Using a very simple example, we will show that Browne’s (1984) extensively used goodness of fit test for CSA can fail completely when Γ is singular. Consider random sampling from the array in Figure 1. We have shown that the asymptotic covariance matrix Γ for the sample covariances s generated in this way is singular. Consider a covariance structure

$$\gamma(\theta)=\left ( \begin{array}{c} 2/3 \\ \theta\\ 1/4 \end{array} \right ). $$

When θ=0 this is equal to σ. Using a least squares estimate \(\hat{\theta}\) of θ, Browne’s statistic for testing the goodness of fit of γ(θ) is

$$T=n\bigl(s-\gamma(\hat{\theta})\bigr)'U\bigl(U'\hat{ \varGamma}U\bigr)^{-1}U'\bigl(s-\gamma (\hat{\theta})\bigr), $$

where U is an orthogonal complement of

$$\varDelta=\left ( \begin{array}{c} 0 \\ 1 \\ 0 \end{array} \right ), $$

the Jacobian of γ(θ), and \(\hat{\varGamma}\) is a consistent estimator for Γ. We have used the estimator \(\hat{\varGamma}\) given by Satorra and Bentler (1990, Formula 2.4).

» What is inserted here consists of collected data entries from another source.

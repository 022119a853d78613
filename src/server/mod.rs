//! Tool server speaking line-delimited JSON-RPC over stdio.
//!
//! Each input line is one request; each response is written as one line.
//! Methods:
//!
//! - `initialize` - protocol version, capabilities and server info
//! - `ping` - liveness check
//! - `tools/list` - registered tool definitions
//! - `tools/call` - run a tool; failures come back as `isError` results
//!
//! Notifications (requests without an `id`) are accepted and never answered.

pub mod protocol;
pub mod tools;

use anyhow::{Context, Result};
use serde_json::{Value, json};
use tokio::io::{AsyncBufRead, AsyncBufReadExt, AsyncWrite, AsyncWriteExt, BufReader};
use tracing::{debug, error, info, warn};

use crate::config::Config;
use crate::constants;
use crate::sql::SqlService;
use protocol::{
    CallToolParams, CallToolResult, INVALID_PARAMS, INVALID_REQUEST, JSONRPC_VERSION,
    METHOD_NOT_FOUND, PARSE_ERROR, PROTOCOL_VERSION, Request, Response, RpcError,
};

/// Formats the advertised version, appending the build revision if known.
pub fn version_string(version: &str, revision: Option<&str>) -> String {
    match revision.map(str::trim) {
        Some(rev) if !rev.is_empty() => format!("{version} ({rev})"),
        _ => version.to_string(),
    }
}

/// Opens the configured database and serves tools on stdio until EOF.
///
/// # Errors
///
/// Returns an error if the database cannot be opened or stdio fails.
pub async fn run(config: &Config, version: &str) -> Result<()> {
    info!("starting MCP SQLite server");

    debug!(database_path = %config.sqlite.path.display(), "creating SQLite server");
    let service = SqlService::file(&config.sqlite.path).context("failed to create SQLite server")?;

    let server = ToolServer::new(service, constants::SERVER_NAME, version);
    debug!(name = constants::SERVER_NAME, version, "serving tools on stdio");

    server.serve_stdio().await.context("failed to serve stdio")?;

    info!("server shutting down");
    Ok(())
}

/// Request dispatcher bound to one SQL service.
#[derive(Clone)]
pub struct ToolServer {
    service: SqlService,
    name: String,
    version: String,
}

impl ToolServer {
    pub fn new(service: SqlService, name: impl Into<String>, version: impl Into<String>) -> Self {
        Self {
            service,
            name: name.into(),
            version: version.into(),
        }
    }

    /// Serves requests from stdin, writing responses to stdout.
    ///
    /// # Errors
    ///
    /// Returns an error if reading stdin or writing stdout fails.
    pub async fn serve_stdio(&self) -> Result<()> {
        self.serve(BufReader::new(tokio::io::stdin()), tokio::io::stdout())
            .await
    }

    /// Serves line-delimited requests from `reader` until EOF.
    ///
    /// # Errors
    ///
    /// Returns an error on I/O failure. Malformed requests are answered
    /// with JSON-RPC errors and do not stop the loop.
    pub async fn serve<R, W>(&self, reader: R, mut writer: W) -> Result<()>
    where
        R: AsyncBufRead + Unpin,
        W: AsyncWrite + Unpin,
    {
        let mut lines = reader.lines();
        while let Some(line) = lines.next_line().await.context("Failed to read request")? {
            if line.trim().is_empty() {
                continue;
            }

            if let Some(response) = self.handle_line(&line).await {
                let mut out =
                    serde_json::to_vec(&response).context("Failed to serialize response")?;
                out.push(b'\n');
                writer
                    .write_all(&out)
                    .await
                    .context("Failed to write response")?;
                writer.flush().await.context("Failed to flush response")?;
            }
        }

        debug!("input closed");
        Ok(())
    }

    /// Handles one raw request line.
    pub async fn handle_line(&self, line: &str) -> Option<Response> {
        match serde_json::from_str::<Request>(line) {
            Ok(request) => self.handle(request).await,
            Err(e) => {
                warn!(error = %e, "failed to parse request");
                Some(Response::failure(
                    Value::Null,
                    RpcError::new(PARSE_ERROR, format!("parse error: {e}")),
                ))
            },
        }
    }

    /// Handles one decoded request; returns `None` for notifications.
    ///
    /// Notifications are never answered, even malformed ones.
    pub async fn handle(&self, request: Request) -> Option<Response> {
        if request.is_notification() {
            if request.jsonrpc != JSONRPC_VERSION {
                warn!(
                    method = %request.method,
                    jsonrpc = %request.jsonrpc,
                    "ignoring notification with unsupported jsonrpc version"
                );
            } else {
                debug!(method = %request.method, "notification received");
            }
            return None;
        }

        let id = request.id.unwrap_or(Value::Null);
        if request.jsonrpc != JSONRPC_VERSION {
            return Some(Response::failure(
                id,
                RpcError::new(INVALID_REQUEST, "jsonrpc must be \"2.0\""),
            ));
        }

        let response = match self.dispatch(&request.method, request.params).await {
            Ok(result) => Response::success(id, result),
            Err(e) => {
                error!(method = %request.method, code = e.code, message = %e.message, "request failed");
                Response::failure(id, e)
            },
        };
        Some(response)
    }

    async fn dispatch(&self, method: &str, params: Option<Value>) -> Result<Value, RpcError> {
        debug!(method, "dispatching request");
        match method {
            "initialize" => Ok(json!({
                "protocolVersion": PROTOCOL_VERSION,
                "capabilities": { "tools": {} },
                "serverInfo": { "name": self.name, "version": self.version },
            })),
            "ping" => Ok(json!({})),
            "tools/list" => Ok(json!({ "tools": tools::definitions() })),
            "tools/call" => {
                let params: CallToolParams =
                    serde_json::from_value(params.unwrap_or(Value::Null))
                        .map_err(|e| RpcError::new(INVALID_PARAMS, format!("invalid params: {e}")))?;
                let result = self.call_tool(&params).await;
                serde_json::to_value(result)
                    .map_err(|e| RpcError::new(INVALID_PARAMS, e.to_string()))
            },
            other => Err(RpcError::new(
                METHOD_NOT_FOUND,
                format!("method not found: {other}"),
            )),
        }
    }

    async fn call_tool(&self, params: &CallToolParams) -> CallToolResult {
        match tools::call(&self.service, &params.name, &params.arguments).await {
            Ok(text) => CallToolResult::text(text),
            Err(e) => {
                error!(tool = %params.name, error = %e, "tool call failed");
                CallToolResult::error(e.to_string())
            },
        }
    }
}
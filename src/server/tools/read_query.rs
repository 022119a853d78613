//! `read_query` tool: SELECT queries returned as JSON rows.

use tracing::{debug, warn};

use super::{Arguments, ToolDefinition, ToolError, required_str, starts_with_keyword, string_schema};
use crate::sql::SqlService;

pub(super) fn definition() -> ToolDefinition {
    ToolDefinition {
        name: "read_query",
        description: "Execute SELECT queries to read data from the database",
        input_schema: string_schema("query", "The SELECT SQL query to execute"),
    }
}

pub(super) async fn handle(service: &SqlService, args: &Arguments) -> Result<String, ToolError> {
    let query = required_str(args, "query")?;
    debug!(query, "executing read_query");

    if !starts_with_keyword(query, "SELECT") {
        warn!(query, "invalid query type for read_query");
        return Err(ToolError::InvalidRequest(
            "read_query only supports SELECT queries".to_string(),
        ));
    }

    let rows = service.query(query).await?;
    Ok(serde_json::to_string(&rows)?)
}
//! Tool handlers organized by operation.
//!
//! Each tool module exposes a `definition()` (name, description, input
//! schema) and a `handle()` that decodes arguments, calls the SQL service
//! and renders the text result.

mod create_table;
mod describe_table;
mod list_tables;
mod read_query;
mod write_query;

use serde::Serialize;
use serde_json::{Map, Value};

use crate::sql::SqlService;

/// Arguments of a tool call.
pub type Arguments = Map<String, Value>;

/// Errors reported back to the caller as a failed tool result.
#[derive(Debug, thiserror::Error)]
#[non_exhaustive]
pub enum ToolError {
    /// A required string argument is missing or empty.
    #[error("{0} parameter is required")]
    MissingParameter(&'static str),

    /// The request is well-formed but not allowed for this tool.
    #[error("{0}")]
    InvalidRequest(String),

    /// No tool with this name is registered.
    #[error("unknown tool: {0}")]
    UnknownTool(String),

    /// The database rejected the operation.
    #[error("{0}")]
    Failed(String),
}

impl From<anyhow::Error> for ToolError {
    fn from(e: anyhow::Error) -> Self {
        Self::Failed(format!("{e:#}"))
    }
}

impl From<serde_json::Error> for ToolError {
    fn from(e: serde_json::Error) -> Self {
        Self::Failed(format!("failed to convert result to JSON: {e}"))
    }
}

/// Tool description advertised to clients.
#[derive(Debug, Clone, Serialize)]
#[serde(rename_all = "camelCase")]
pub struct ToolDefinition {
    pub name: &'static str,
    pub description: &'static str,
    pub input_schema: Value,
}

/// Definitions of every registered tool.
pub fn definitions() -> Vec<ToolDefinition> {
    vec![
        read_query::definition(),
        write_query::definition(),
        create_table::definition(),
        list_tables::definition(),
        describe_table::definition(),
    ]
}

/// Dispatches a tool call by name.
///
/// # Errors
///
/// Returns a [`ToolError`] for unknown tools, invalid arguments, or
/// database failures.
pub async fn call(service: &SqlService, name: &str, args: &Arguments) -> Result<String, ToolError> {
    match name {
        "read_query" => read_query::handle(service, args).await,
        "write_query" => write_query::handle(service, args).await,
        "create_table" => create_table::handle(service, args).await,
        "list_tables" => list_tables::handle(service, args).await,
        "describe_table" => describe_table::handle(service, args).await,
        other => Err(ToolError::UnknownTool(other.to_string())),
    }
}

/// Extracts a required, non-empty string argument.
fn required_str<'a>(args: &'a Arguments, key: &'static str) -> Result<&'a str, ToolError> {
    args.get(key)
        .and_then(Value::as_str)
        .filter(|s| !s.is_empty())
        .ok_or(ToolError::MissingParameter(key))
}

/// Input schema with a single required string property.
fn string_schema(key: &str, description: &str) -> Value {
    serde_json::json!({
        "type": "object",
        "properties": {
            key: { "type": "string", "description": description }
        },
        "required": [key]
    })
}

/// Case-insensitive check that `sql`, after leading whitespace, starts with `keyword`.
fn starts_with_keyword(sql: &str, keyword: &str) -> bool {
    sql.trim_start()
        .get(..keyword.len())
        .is_some_and(|prefix| prefix.eq_ignore_ascii_case(keyword))
}
//! SQLite tool server.
//!
//! Exposes a SQLite database to tool-calling clients over line-delimited
//! JSON-RPC on stdio. The core is [`write`], which runs multi-statement
//! write requests with explicit `BEGIN`/`COMMIT`/`ROLLBACK` control.

pub mod config;
pub mod constants;
pub mod logging;
pub mod server;
pub mod sql;
pub mod write;
//! SQLite-backed SQL storage backend.
//!
//! One `rusqlite::Connection` behind a mutex is the shared handle for every
//! operation. Blocking work runs on tokio's blocking pool.

use super::backend::SqlBackend;
use super::types::{ColumnInfo, Row, Value};
use crate::write::{self, ExecSummary, WriteReport};
use anyhow::{Context, Result};
use async_trait::async_trait;
use parking_lot::Mutex;
use rusqlite::Transaction;
use std::path::Path;
use std::sync::Arc;
use tracing::{debug, info};

const LIST_TABLES_SQL: &str =
    "SELECT name FROM sqlite_master WHERE type = 'table' AND name NOT LIKE 'sqlite_%' ORDER BY name";

const DESCRIBE_TABLE_SQL: &str =
    "SELECT name, type, \"notnull\", dflt_value, pk FROM pragma_table_info(?1) ORDER BY cid";

/// SQLite storage backend.
///
/// # Thread Safety
///
/// `SqliteBackend` is `Clone`; clones share the same connection. Each
/// operation holds the connection lock for its whole duration, so a write
/// payload and its transaction are never interleaved with another caller.
#[derive(Clone)]
pub struct SqliteBackend {
    conn: Arc<Mutex<rusqlite::Connection>>,
}

impl SqliteBackend {
    /// Opens or creates a SQLite database at the given path.
    ///
    /// Creates parent directories if needed and verifies the connection.
    ///
    /// # Errors
    ///
    /// Returns an error if:
    /// - Parent directory cannot be created
    /// - Database file cannot be opened or created (permissions, not a database, etc.)
    /// - The connection check fails
    pub fn open<P: AsRef<Path>>(path: P) -> Result<Self> {
        let path = path.as_ref();
        info!(database_path = %path.display(), "opening SQLite database");

        if let Some(parent) = path.parent()
            && !parent.as_os_str().is_empty()
        {
            std::fs::create_dir_all(parent).with_context(|| {
                format!("Failed to create database directory: {}", parent.display())
            })?;
        }

        let conn = rusqlite::Connection::open(path)
            .with_context(|| format!("Failed to open SQLite database: {}", path.display()))?;

        Self::from_connection(conn)
    }

    /// Opens a private in-memory database.
    ///
    /// # Errors
    ///
    /// Returns an error if the in-memory database cannot be created.
    pub fn open_in_memory() -> Result<Self> {
        let conn = rusqlite::Connection::open_in_memory()
            .context("Failed to open in-memory SQLite database")?;
        Self::from_connection(conn)
    }

    /// Wraps an existing connection after checking it responds.
    ///
    /// # Errors
    ///
    /// Returns an error if the connection check fails.
    pub fn from_connection(conn: rusqlite::Connection) -> Result<Self> {
        // Reading the catalog forces SQLite to validate the file header.
        debug!("testing database connection");
        conn.query_row("SELECT COUNT(*) FROM sqlite_master", [], |row| {
            row.get::<_, i64>(0)
        })
        .context("Failed to connect to SQLite database")?;

        Ok(Self {
            conn: Arc::new(Mutex::new(conn)),
        })
    }

    fn query_sync(&self, sql: &str) -> Result<Vec<Row>> {
        let conn = self.conn.lock();
        let mut stmt = conn.prepare(sql)?;

        let columns: Vec<String> = stmt
            .column_names()
            .into_iter()
            .map(String::from)
            .collect();
        debug!(?columns, "query columns");

        let rows = stmt
            .query_map([], |row| {
                (0..columns.len())
                    .map(|idx| row.get_ref(idx).map(Value::from))
                    .collect::<rusqlite::Result<Vec<_>>>()
            })?
            .map(|values| -> Result<Row> { Ok(Row::new(columns.clone(), values?)) })
            .collect::<Result<Vec<_>>>()?;

        debug!(rows_returned = rows.len(), "query completed");
        Ok(rows)
    }

    fn write_sync(&self, sql: &str) -> WriteReport {
        let conn = self.conn.lock();
        write::execute_write(&*conn, sql)
    }

    fn execute_batch_sync(&self, sql: &str) -> Result<()> {
        self.conn.lock().execute_batch(sql)?;
        Ok(())
    }

    fn list_tables_sync(&self) -> Result<Vec<String>> {
        let conn = self.conn.lock();
        let mut stmt = conn
            .prepare(LIST_TABLES_SQL)
            .context("Failed to read table list")?;

        let tables = stmt
            .query_map([], |row| row.get::<_, String>(0))?
            .collect::<rusqlite::Result<Vec<_>>>()
            .context("Failed to read table name")?;

        debug!(count = tables.len(), ?tables, "found tables");
        Ok(tables)
    }

    fn describe_table_sync(&self, table: &str) -> Result<Vec<ColumnInfo>> {
        let conn = self.conn.lock();
        let mut stmt = conn
            .prepare(DESCRIBE_TABLE_SQL)
            .context("Failed to read table information")?;

        let columns = stmt
            .query_map([table], |row| {
                Ok(ColumnInfo {
                    name: row.get(0)?,
                    data_type: row.get(1)?,
                    not_null: row.get::<_, i64>(2)? != 0,
                    default: Value::from(row.get_ref(3)?),
                    primary_key: row.get::<_, i64>(4)? > 0,
                })
            })?
            .collect::<rusqlite::Result<Vec<_>>>()
            .context("Failed to read column information")?;

        if columns.is_empty() {
            anyhow::bail!("no such table: {table}");
        }

        debug!(table, column_count = columns.len(), "table schema retrieved");
        Ok(columns)
    }
}

#[async_trait]
impl SqlBackend for SqliteBackend {
    async fn query(&self, sql: &str) -> Result<Vec<Row>> {
        let backend = self.clone();
        let sql = sql.to_string();
        tokio::task::spawn_blocking(move || backend.query_sync(&sql))
            .await
            .context("Task join error")?
    }

    async fn write(&self, sql: &str) -> Result<WriteReport> {
        let backend = self.clone();
        let sql = sql.to_string();
        tokio::task::spawn_blocking(move || backend.write_sync(&sql))
            .await
            .context("Task join error")
    }

    async fn execute_batch(&self, sql: &str) -> Result<()> {
        let backend = self.clone();
        let sql = sql.to_string();
        tokio::task::spawn_blocking(move || backend.execute_batch_sync(&sql))
            .await
            .context("Task join error")?
    }

    async fn list_tables(&self) -> Result<Vec<String>> {
        let backend = self.clone();
        tokio::task::spawn_blocking(move || backend.list_tables_sync())
            .await
            .context("Task join error")?
    }

    async fn describe_table(&self, table: &str) -> Result<Vec<ColumnInfo>> {
        let backend = self.clone();
        let table = table.to_string();
        tokio::task::spawn_blocking(move || backend.describe_table_sync(&table))
            .await
            .context("Task join error")?
    }
}

// Write-engine seam: direct execution on the connection, scopes as
// unchecked transactions so the connection is only borrowed shared.

/// Runs one data statement to completion.
///
/// Rows produced by a `RETURNING` clause are stepped through and discarded;
/// the change has been applied by the time the first row is available.
fn exec(conn: &rusqlite::Connection, sql: &str) -> Result<ExecSummary> {
    let mut stmt = conn.prepare(sql)?;
    let mut rows = stmt.raw_query();
    while rows.next()?.is_some() {}
    drop(rows);

    let rows_affected = conn.changes();
    Ok(ExecSummary {
        rows_affected,
        last_insert_id: (rows_affected > 0).then(|| conn.last_insert_rowid()),
    })
}

impl write::Connection for rusqlite::Connection {
    type Scope<'a> = Transaction<'a>;

    fn execute(&self, sql: &str) -> Result<ExecSummary> {
        exec(self, sql)
    }

    fn begin(&self) -> Result<Self::Scope<'_>> {
        Ok(self.unchecked_transaction()?)
    }
}

impl write::Scope for Transaction<'_> {
    fn execute(&self, sql: &str) -> Result<ExecSummary> {
        exec(self, sql)
    }

    fn commit(self) -> Result<()> {
        Transaction::commit(self)?;
        Ok(())
    }

    fn rollback(self) -> Result<()> {
        Transaction::rollback(self)?;
        Ok(())
    }
}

If Γ were nonsingular, T would have an asymptotic χ ² distribution with two degrees of freedom. But in this example Γ is singular. To investigate the performance of Browne’s test in this situation we generated N=1000 samples of size n=100, and for each a value of T was computed. Figure 2 is a Q–Q plot of the values of T on the corresponding quantiles of the \(\chi^{2}_{2}\). Clearly, the distribution of T differs greatly from \(\chi^{2}_{2}\). Moreover, in 78 of the 1,000 trials T could not even be computed because \(\hat {\varGamma}\) was too nearly singular. On these trials, the computer output correctly suggests that Γ is singular. On 92 % of the trials, however, no such warning is produced.

Figure 1.

Q–Q plot when Γ is singular.

One wonders what would happen in this example if Γ were nonsingular. Assume the array in Figure 1 were replaced by a 3 by 3 array with x and y values equal to 1, 2, 3. If these carry equal probability mass, Γ is nonsingular and the Q–Q plot becomes that displayed in Figure 3.

Figure 2.

Q–Q plot when Γ is nonsingular.

Clearly, T now is very nearly \(\chi^{2}_{2}\) distributed. Moreover, there were no problems in computing the values of T.